Chapter Nine #3
“Unfortunately, he knocked me up,” I say brightly, because I don’t care if this woman comes for me.
But I can’t bear her swinging at him, and I decide not to interrogate myself about why that is, because I had my chance to tell him and I didn’t.
“So it was marrying me or contributing to the illegitimacy issue currently clouding the family legacy. We wouldn’t want that, would we? ”
Francette stares at me in a kind of frozen astonishment that I suspect is meant to shrivel me down to size.
Instead, I stand my full six feet, complete with the two-inch heels I’m wearing today, that put me right at Taio’s shoulder.
“I thank you both,” Taio says sardonically, “for making this as seamless transition as possible.” He glares at his mother.
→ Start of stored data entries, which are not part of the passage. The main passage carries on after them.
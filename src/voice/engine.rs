use crossbeam_channel::{unbounded, Receiver, Sender};
use std::sync::{atomic::Ordering, Arc};

use super::mono::{MonoVoice, NotePriority, VoiceSnapshot};
use super::parameters::VoiceParameters;
use crate::glide::{Clock, SystemClock};
use crate::types::events::SynthEvent;

/// MIDI channel filter value accepting every channel
pub const OMNI: u8 = 255;

/// Mono voice driven by MIDI events, polled from the control loop
pub struct MonoEngine<C: Clock = SystemClock> {
    voice: MonoVoice<C>,
    parameters: Arc<VoiceParameters>,
    event_rx: Receiver<SynthEvent>,
    midi_channel_filter: u8, // 0-15 for specific channel, 255 for omni
}

impl MonoEngine<SystemClock> {
    pub fn new(
        parameters: Arc<VoiceParameters>,
        event_rx: Receiver<SynthEvent>,
        midi_channel_filter: u8,
        priority: NotePriority,
        bend_range: u8,
    ) -> Self {
        Self::with_clock(
            SystemClock::new(),
            parameters,
            event_rx,
            midi_channel_filter,
            priority,
            bend_range,
        )
    }
}

impl<C: Clock> MonoEngine<C> {
    pub fn with_clock(
        clock: C,
        parameters: Arc<VoiceParameters>,
        event_rx: Receiver<SynthEvent>,
        midi_channel_filter: u8,
        priority: NotePriority,
        bend_range: u8,
    ) -> Self {
        let mut voice = MonoVoice::new(clock, priority, bend_range);
        voice.set_glide_time(parameters.glide_ms.load(Ordering::Relaxed));
        voice.set_transpose(parameters.transpose.load(Ordering::Relaxed));

        Self {
            voice,
            parameters,
            event_rx,
            midi_channel_filter,
        }
    }

    /// Check if this engine should process the given event
    fn should_process_event(&self, event: &SynthEvent) -> bool {
        if self.midi_channel_filter == OMNI {
            return true;
        }

        match event.channel() {
            Some(ch) => ch == self.midi_channel_filter,
            None => true, // AllNotesOff affects all
        }
    }

    fn handle_event(&mut self, event: SynthEvent) {
        match event {
            SynthEvent::NoteOn { channel, note, .. } => self.voice.note_on(channel, note),
            SynthEvent::NoteOff { channel, note } => {
                self.voice.note_off(channel, note);
            }
            SynthEvent::ControlChange { channel, controller, value } => {
                self.voice.control_change(channel, controller, value)
            }
            SynthEvent::PitchBend { channel, amount } => self.voice.pitch_bend(channel, amount),
            SynthEvent::AllNotesOff { channel } => self.voice.all_notes_off(channel),
        }
    }

    /// Drain pending events, apply parameter changes and read the voice
    pub fn poll(&mut self) -> VoiceSnapshot {
        // Parameters first so notes arriving now use the current glide time
        let glide = self.parameters.glide_ms.load(Ordering::Relaxed);
        self.voice.set_glide_time(glide);

        let transpose = self.parameters.transpose.load(Ordering::Relaxed);
        self.voice.set_transpose(transpose);

        while let Ok(event) = self.event_rx.try_recv() {
            if self.should_process_event(&event) {
                self.handle_event(event);
            }
        }

        self.voice.snapshot()
    }

    pub fn voice(&self) -> &MonoVoice<C> {
        &self.voice
    }
}

/// One configured voice: parameters, channel filter and note priority
pub struct VoiceSpec {
    pub parameters: Arc<VoiceParameters>,
    pub midi_channel: u8,
    pub priority: NotePriority,
    pub bend_range: u8,
}

/// Several independent mono voices sharing one MIDI input
pub struct MultiVoice<C: Clock + Clone = SystemClock> {
    engines: Vec<MonoEngine<C>>,
    main_event_rx: Receiver<SynthEvent>,
    engine_event_txs: Vec<Sender<SynthEvent>>,
}

impl<C: Clock + Clone> MultiVoice<C> {
    /// Events from `main_event_rx` are broadcast to every voice
    pub fn new(clock: C, specs: Vec<VoiceSpec>, main_event_rx: Receiver<SynthEvent>) -> Self {
        let mut engines = Vec::new();
        let mut engine_event_txs = Vec::new();

        for spec in specs {
            let (event_tx, event_rx) = unbounded();
            engines.push(MonoEngine::with_clock(
                clock.clone(),
                spec.parameters,
                event_rx,
                spec.midi_channel,
                spec.priority,
                spec.bend_range,
            ));
            engine_event_txs.push(event_tx);
        }

        Self {
            engines,
            main_event_rx,
            engine_event_txs,
        }
    }

    pub fn len(&self) -> usize {
        self.engines.len()
    }

    pub fn is_empty(&self) -> bool {
        self.engines.is_empty()
    }

    /// Broadcast pending events and poll every voice, in configuration order
    pub fn poll(&mut self) -> Vec<VoiceSnapshot> {
        while let Ok(event) = self.main_event_rx.try_recv() {
            for event_tx in &self.engine_event_txs {
                // Unbounded, so this only fails if the engine is gone
                let _ = event_tx.try_send(event);
            }
        }

        self.engines.iter_mut().map(|engine| engine.poll()).collect()
    }
}
//! Note-priority and pitch-glide core for a monophonic MIDI voice.
//!
//! [`ledger::NoteLedger`] keeps held notes sorted by pitch, [`glide::GlideEngine`]
//! produces a decaying pitch offset between two notes. The [`voice`] module
//! composes both into a reference mono voice fed by decoded [`midi`] events.

pub mod config;
pub mod glide;
pub mod ledger;
pub mod midi;
pub mod types;
pub mod voice;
“You know exactly why I didn’t tell you about this.
For precisely this reason. Annagret is my wife.
That’s the end of the discussion. You will notice that I did not ask for your commentary.
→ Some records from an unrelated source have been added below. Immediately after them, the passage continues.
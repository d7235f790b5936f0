use crate::types::events::SynthEvent;

/// CC 120: All Sound Off
const CC_ALL_SOUND_OFF: u8 = 120;
/// CC 123: All Notes Off
const CC_ALL_NOTES_OFF: u8 = 123;
/// Pitch bend centre (no bend)
const PITCH_BEND_CENTER: u16 = 0x2000;

/// MIDI message types we care about
#[derive(Debug, Clone, Copy, PartialEq)]
pub enum MidiMessage {
    NoteOn { channel: u8, note: u8, velocity: u8 },
    NoteOff { channel: u8, note: u8, velocity: u8 },
    ControlChange { channel: u8, controller: u8, value: u8 },
    PitchBend { channel: u8, value: u16 },
    Unknown,
}

impl MidiMessage {
    /// Parse raw MIDI bytes into a message
    /// Handles standard MIDI protocol: [status, data1, data2]
    pub fn parse(bytes: &[u8]) -> Self {
        if bytes.len() < 3 {
            return MidiMessage::Unknown;
        }

        let status = bytes[0];
        let message_type = status & 0xF0;
        let channel = status & 0x0F;
        let data1 = bytes[1] & 0x7F;
        let data2 = bytes[2] & 0x7F;

        match message_type {
            // MIDI spec: Note On with velocity 0 is actually Note Off
            0x90 if data2 == 0 => MidiMessage::NoteOff {
                channel,
                note: data1,
                velocity: 0,
            },
            0x90 => MidiMessage::NoteOn {
                channel,
                note: data1,
                velocity: data2,
            },
            0x80 => MidiMessage::NoteOff {
                channel,
                note: data1,
                velocity: data2,
            },
            0xB0 => MidiMessage::ControlChange {
                channel,
                controller: data1,
                value: data2,
            },
            // Pitch bend is LSB first
            0xE0 => MidiMessage::PitchBend {
                channel,
                value: ((data2 as u16) << 7) | data1 as u16,
            },
            _ => MidiMessage::Unknown,
        }
    }

    /// Convert MIDI message to synth event
    /// Channel filtering happens per voice engine, not here
    pub fn to_synth_event(&self) -> Option<SynthEvent> {
        match *self {
            MidiMessage::NoteOn { channel, note, velocity } => {
                Some(SynthEvent::note_on(channel, note, velocity))
            }
            MidiMessage::NoteOff { channel, note, .. } => Some(SynthEvent::note_off(channel, note)),
            MidiMessage::ControlChange { channel, controller, value } => match controller {
                CC_ALL_NOTES_OFF | CC_ALL_SOUND_OFF => {
                    Some(SynthEvent::all_notes_off_channel(channel))
                }
                _ => Some(SynthEvent::control_change(channel, controller, value)),
            },
            MidiMessage::PitchBend { channel, value } => {
                let amount =
                    (value as f32 - PITCH_BEND_CENTER as f32) / PITCH_BEND_CENTER as f32;
                Some(SynthEvent::pitch_bend(channel, amount))
            }
            MidiMessage::Unknown => None,
        }
    }
}

#[cfg(test)]
mod tests {
    use super::*;

    #[test]
    fn test_parse_note_on() {
        let bytes = [0x90, 60, 100]; // Note On, channel 0, middle C, velocity 100
        let msg = MidiMessage::parse(&bytes);
        assert_eq!(
            msg,
            MidiMessage::NoteOn {
                channel: 0,
                note: 60,
                velocity: 100
            }
        );
    }

    #[test]
    fn test_parse_note_off() {
        let bytes = [0x83, 60, 64]; // Note Off, channel 3, middle C
        let msg = MidiMessage::parse(&bytes);
        assert_eq!(
            msg,
            MidiMessage::NoteOff {
                channel: 3,
                note: 60,
                velocity: 64
            }
        );
    }

    #[test]
    fn test_note_on_velocity_zero_is_note_off() {
        let bytes = [0x90, 60, 0];
        let msg = MidiMessage::parse(&bytes);
        assert!(matches!(msg, MidiMessage::NoteOff { .. }));
    }

    #[test]
    fn test_short_message_is_unknown() {
        assert_eq!(MidiMessage::parse(&[]), MidiMessage::Unknown);
        assert_eq!(MidiMessage::parse(&[0x90, 60]), MidiMessage::Unknown);
        assert_eq!(MidiMessage::parse(&[0xF8, 0, 0]), MidiMessage::Unknown);
    }

    #[test]
    fn test_parse_pitch_bend() {
        assert_eq!(
            MidiMessage::parse(&[0xE1, 0x00, 0x40]),
            MidiMessage::PitchBend { channel: 1, value: 0x2000 }
        );
        assert_eq!(
            MidiMessage::parse(&[0xE0, 0x7F, 0x7F]),
            MidiMessage::PitchBend { channel: 0, value: 0x3FFF }
        );
    }

    #[test]
    fn test_pitch_bend_event_range() {
        let down = MidiMessage::PitchBend { channel: 0, value: 0 };
        assert_eq!(down.to_synth_event(), Some(SynthEvent::pitch_bend(0, -1.0)));

        let center = MidiMessage::PitchBend { channel: 0, value: 0x2000 };
        assert_eq!(center.to_synth_event(), Some(SynthEvent::pitch_bend(0, 0.0)));
    }

    #[test]
    fn test_all_notes_off_controllers() {
        let msg = MidiMessage::parse(&[0xB2, 123, 0]);
        assert_eq!(msg.to_synth_event(), Some(SynthEvent::all_notes_off_channel(2)));

        let msg = MidiMessage::parse(&[0xB2, 120, 0]);
        assert_eq!(msg.to_synth_event(), Some(SynthEvent::all_notes_off_channel(2)));
    }

    #[test]
    fn test_other_controllers_pass_through() {
        let msg = MidiMessage::parse(&[0xB0, 101, 0]);
        assert_eq!(msg.to_synth_event(), Some(SynthEvent::control_change(0, 101, 0)));
    }

    #[test]
    fn test_to_synth_event() {
        let msg = MidiMessage::NoteOn {
            channel: 4,
            note: 69,
            velocity: 100,
        };
        assert_eq!(msg.to_synth_event(), Some(SynthEvent::note_on(4, 69, 100)));
    }
}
” He turns to me. “And this is my mother. You do not have to like her. But I must ask that you respect her.”
I feel immediately chastened, and a little bit like a child, which is not a pleasant place for me to be. But I suck that up, because what matters here is that he loves her. I don’t need to get in the way of that.
“My apologies,” I murmur.
He and his mother exchange a few more frozen sentences—in French this time—and then she glides away, back to where she came from.
And we stand there at our pretty garden table, dressed in our wedding clothes, and stare at each other.
“I’m sorry,” I say while she’s gone. To him, directly. “I don’t know what came over me.”
“The thing about my mother,” Taio says, his gaze dark as he looks back at me, “is that she is not necessarily a warm woman. If forced, I would describe her as frozen solid. I do not know if she was always this way or if she became this way. But she is my mother.” He shrugs then, and looks something like helpless.
“And she is the only parent I have left.”
“I understand.” I go with an urge and reach over, then, to take his hand.
“Even now, I love my father. Even though I know that he cannot love me back in any way that’s meaningful to me.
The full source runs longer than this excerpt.